8.1 Pipeline Stages 1-6 (still current as harness inputs)¶
Stage 1: Data Ingestion (OHLCV)¶
| Aspect | Detail |
|---|---|
| Source | Binance Futures API via ccxt |
| File | src/ETL/cvntrade_external_data.py:20-26 |
| Timeframe | 30m (default), configurable via CVN_TIMEFRAME |
| History | 24 months (configurable via history_months) |
| Data | Open, High, Low, Close, Volume + Funding Rate (hourly, resampled) |
| Cache | Redis L1 (10 connections, 5s timeout) → Disk L2 (parquet) |
| Volume | ~24,000 candles per crypto for 24m @ 30m |
Checkpoint: Raw OHLCV dataframe, no NaN, timezone-aware index.

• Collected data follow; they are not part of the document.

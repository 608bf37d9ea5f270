use std::{collections::HashMap, fs, path::Path, sync::Arc};

use async_trait::async_trait;
use serde::{Deserialize, Serialize};
use serde_json::{Map, Value};
use tokio::sync::RwLock;

use crate::{
    error::EngineError,
    functions::{FunctionDefinition, Tool},
};

#[derive(Debug, Clone, Serialize, Deserialize)]
pub struct ToolSpec {
    pub name: String,
    #[serde(default)]
    pub description: Option<String>,
    #[serde(default)]
    pub parameters: Option<Value>,
    /// Result fed back to the model when it calls this tool in a multi-turn case.
    #[serde(default)]
    pub mock_response: Option<Value>,
}

impl ToolSpec {
    pub fn new(name: impl Into<String>) -> Self {
        Self {
            name: name.into(),
            description: None,
            parameters: None,
            mock_response: None,
        }
    }

    pub fn with_description(mut self, description: impl Into<String>) -> Self {
        self.description = Some(description.into());
        self
    }

    pub fn with_parameters(mut self, parameters: Value) -> Self {
        self.parameters = Some(parameters);
        self
    }

    pub fn to_tool(&self) -> Tool {
        let mut def = FunctionDefinition::new(self.name.clone());
        if let Some(desc) = self.description.clone() {
            def = def.with_description(desc);
        }
        if let Some(params) = self.parameters.clone() {
            def = def.with_parameters(params);
        }
        def.to_tool()
    }
}

/// Which tool(s) a case expects: a single name, alternatives, or none at all.
#[derive(Debug, Clone, Default, PartialEq, Serialize, Deserialize)]
#[serde(untagged)]
pub enum ExpectedTool {
    #[default]
    None,
    One(String),
    AnyOf(Vec<String>),
}

impl ExpectedTool {
    pub fn matches(&self, name: &str) -> bool {
        match self {
            ExpectedTool::None => false,
            ExpectedTool::One(expected) => expected == name,
            ExpectedTool::AnyOf(options) => options.iter().any(|o| o == name),
        }
    }

    pub fn is_none(&self) -> bool {
        match self {
            ExpectedTool::None => true,
            ExpectedTool::One(_) => false,
            ExpectedTool::AnyOf(options) => options.is_empty(),
        }
    }

    pub fn label(&self) -> String {
        match self {
            ExpectedTool::None => "(none)".to_string(),
            ExpectedTool::One(name) => name.clone(),
            ExpectedTool::AnyOf(options) => options.join("|"),
        }
    }
}

#[derive(Debug, Clone, Copy, Default, PartialEq, Eq, Serialize, Deserialize)]
#[serde(rename_all = "snake_case")]
pub enum ScoringMode {
    #[default]
    Exact,
    Subset,
}

#[derive(Debug, Clone, Copy, Default, PartialEq, Eq, Serialize, Deserialize)]
#[serde(rename_all = "snake_case")]
pub enum ChainOrder {
    #[default]
    Ordered,
    Any,
}

#[derive(Debug, Clone, Serialize, Deserialize)]
pub struct TestCase {
    pub id: String,
    pub prompt: String,
    #[serde(default)]
    pub expected_tool: ExpectedTool,
    #[serde(default)]
    pub expected_params: Option<Map<String, Value>>,
    #[serde(default)]
    pub scoring_mode: ScoringMode,
    #[serde(default = "default_true")]
    pub should_call_tool: bool,
    #[serde(default)]
    pub multi_turn: bool,
    #[serde(default)]
    pub max_rounds: Option<usize>,
    #[serde(default)]
    pub optimal_hops: Option<usize>,
    #[serde(default)]
    pub prerequisite_tools: Vec<String>,
    #[serde(default)]
    pub chain_order: ChainOrder,
}

fn default_true() -> bool {
    true
}

impl TestCase {
    pub fn new(id: impl Into<String>, prompt: impl Into<String>) -> Self {
        Self {
            id: id.into(),
            prompt: prompt.into(),
            expected_tool: ExpectedTool::None,
            expected_params: None,
            scoring_mode: ScoringMode::Exact,
            should_call_tool: true,
            multi_turn: false,
            max_rounds: None,
            optimal_hops: None,
            prerequisite_tools: Vec::new(),
            chain_order: ChainOrder::Ordered,
        }
    }

    /// A case whose correct behaviour is calling no tool.
    pub fn abstention(id: impl Into<String>, prompt: impl Into<String>) -> Self {
        Self {
            should_call_tool: false,
            ..Self::new(id, prompt)
        }
    }

    pub fn expecting(mut self, tool: impl Into<String>) -> Self {
        self.expected_tool = ExpectedTool::One(tool.into());
        self
    }

    pub fn expecting_any<I, S>(mut self, tools: I) -> Self
    where
        I: IntoIterator<Item = S>,
        S: Into<String>,
    {
        self.expected_tool = ExpectedTool::AnyOf(tools.into_iter().map(Into::into).collect());
        self
    }

    pub fn with_params(mut self, params: Value) -> Self {
        self.expected_params = match params {
            Value::Object(map) => Some(map),
            _ => None,
        };
        self
    }

    pub fn with_mode(mut self, mode: ScoringMode) -> Self {
        self.scoring_mode = mode;
        self
    }

    pub fn multi_turn(mut self, max_rounds: usize, prerequisites: Vec<String>) -> Self {
        self.multi_turn = true;
        self.max_rounds = Some(max_rounds);
        self.prerequisite_tools = prerequisites;
        self
    }

    pub fn with_optimal_hops(mut self, hops: usize) -> Self {
        self.optimal_hops = Some(hops);
        self
    }

    pub fn has_expected_params(&self) -> bool {
        self.expected_params.as_ref().is_some_and(|p| !p.is_empty())
    }
}

#[derive(Debug, Clone, Serialize, Deserialize)]
pub struct Suite {
    pub id: String,
    #[serde(default)]
    pub name: Option<String>,
    #[serde(default)]
    pub tools: Vec<ToolSpec>,
    #[serde(default)]
    pub test_cases: Vec<TestCase>,
}

impl Suite {
    pub fn new(id: impl Into<String>) -> Self {
        Self {
            id: id.into(),
            name: None,
            tools: Vec::new(),
            test_cases: Vec::new(),
        }
    }

    pub fn with_tool(mut self, tool: ToolSpec) -> Self {
        self.tools.push(tool);
        self
    }

    pub fn with_case(mut self, case: TestCase) -> Self {
        self.test_cases.push(case);
        self
    }

    pub fn tools(&self) -> Vec<Tool> {
        self.tools.iter().map(ToolSpec::to_tool).collect()
    }

    pub fn tool(&self, name: &str) -> Option<&ToolSpec> {
        self.tools.iter().find(|t| t.name == name)
    }

    pub fn from_yaml_str(raw: &str) -> Result<Self, EngineError> {
        Ok(serde_yaml::from_str(raw)?)
    }
}

pub fn load_suite(path: impl AsRef<Path>) -> Result<Suite, EngineError> {
    let path = path.as_ref();
    let bytes = fs::read(path)?;
    let ext = path.extension().and_then(|s| s.to_str()).unwrap_or("");
    let suite = if ext == "json" {
        serde_json::from_slice(&bytes)?
    } else {
        serde_yaml::from_slice(&bytes)?
    };
    Ok(suite)
}

/// Read-only suite access from the engine's point of view.
#[async_trait]
pub trait SuiteSource: Send + Sync {
    async fn get_suite(&self, id: &str) -> Result<Option<Suite>, EngineError>;
}

#[derive(Debug, Default)]
pub struct InMemorySuiteStore {
    suites: Arc<RwLock<HashMap<String, Suite>>>,
}

impl InMemorySuiteStore {
    pub fn new() -> Self {
        Self::default()
    }

    pub async fn insert(&self, suite: Suite) {
        let mut suites = self.suites.write().await;
        suites.insert(suite.id.clone(), suite);
    }
}

#[async_trait]
impl SuiteSource for InMemorySuiteStore {
    async fn get_suite(&self, id: &str) -> Result<Option<Suite>, EngineError> {
        let suites = self.suites.read().await;
        Ok(suites.get(id).cloned())
    }
}

#[cfg(test)]
mod tests {
    use super::{ExpectedTool, ScoringMode, Suite};

    const SUITE: &str = r#"
id: weather
tools:
  - name: get_weather
    description: Current weather for a city
    parameters:
      type: object
      properties:
        city: { type: string }
      required: [city]
test_cases:
  - id: paris
    prompt: weather in Paris?
    expected_tool: get_weather
    expected_params: { city: Paris }
  - id: either
    prompt: forecast or weather?
    expected_tool: [get_weather, get_forecast]
    scoring_mode: subset
  - id: joke
    prompt: tell me a joke
    should_call_tool: false
"#;

    #[test]
    fn parses_yaml_suite() {
        let suite = Suite::from_yaml_str(SUITE).unwrap();
        assert_eq!(suite.tools.len(), 1);
        assert_eq!(suite.test_cases[0].expected_tool, ExpectedTool::One("get_weather".into()));
        assert!(suite.test_cases[1].expected_tool.matches("get_forecast"));
        assert_eq!(suite.test_cases[1].scoring_mode, ScoringMode::Subset);
        assert!(!suite.test_cases[2].should_call_tool);
        assert!(suite.test_cases[2].expected_tool.is_none());
    }
}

Stage 2: Enrichment (Technical Indicators)¶
| Aspect | Detail |
|---|---|
| File | src/commun/pipeline/enrichment_api.py:82-90 |
| Processor | CVNTrade_Enrich.process(df, mode="inference") |
| Indicators | SMA (multi-period), RSI (7,14,28), MACD (slow+signal), ATR, Stochastic (K,D), Volume MA, MFI, ADX, Bollinger Bands |
| Gate v5 features | MA spectrum (5,10,20,50), rolling window stats, volatility regime, momentum patterns, support/resistance, volume flow, market structure |
| Output | ~300+ columns (raw indicators + derived features) |
| Warmup | ~500 candles consumed for indicator bootstrap |
| Parity guarantee | enrich_batch(ohlcv).iloc[-1] == enrich_streaming(window).iloc[-1] (ADR) |
Checkpoint: Enriched dataframe with ~300 columns, ~23,500 rows (after warmup).
Stage 3: Labeling (Triple Barrier)¶
| Aspect | Detail |
|---|---|
| File | src/ETL/cvntrade_label.py:188-269 |
| Method | Triple barrier with ATR-dynamic levels |
| Strategy format | ATR{sl}_{tp}_H{horizon} (e.g. ATR1.5_3.0_H5) or legacy SL{x}_TP{y}_H{z} (e.g. SL0.5_TP1_H4) |
| TP level | open × (1 + atr × tp_mult / 100) |
| SL level | open × (1 - atr × sl_mult / 100) |
| Horizon | H candles forward (e.g. H5 = 5 hours @ 30m = 10 candles) |
| Labels | +1 (BUY: TP hit first), -1 (SELL: SL hit first), 0 (HOLD: timeout) |
| Anti-look-ahead | Uses T+1 to T+horizon window, decision at T based on T-1 return |
| ATR floor | 0.6% minimum (prevents degenerate labels on low-vol periods) |
| NaN handling | Labels that don't resolve (no TP/SL/timeout) → dropped (~10-20%) |
Class distribution (typical for ATR1.5_3.0_H5):
Checkpoint: Labeled dataframe. ~20,000 rows after NaN drop. Imbalanced toward HOLD.
Known issue: High HOLD ratio means model defaults to HOLD → low BUY recall.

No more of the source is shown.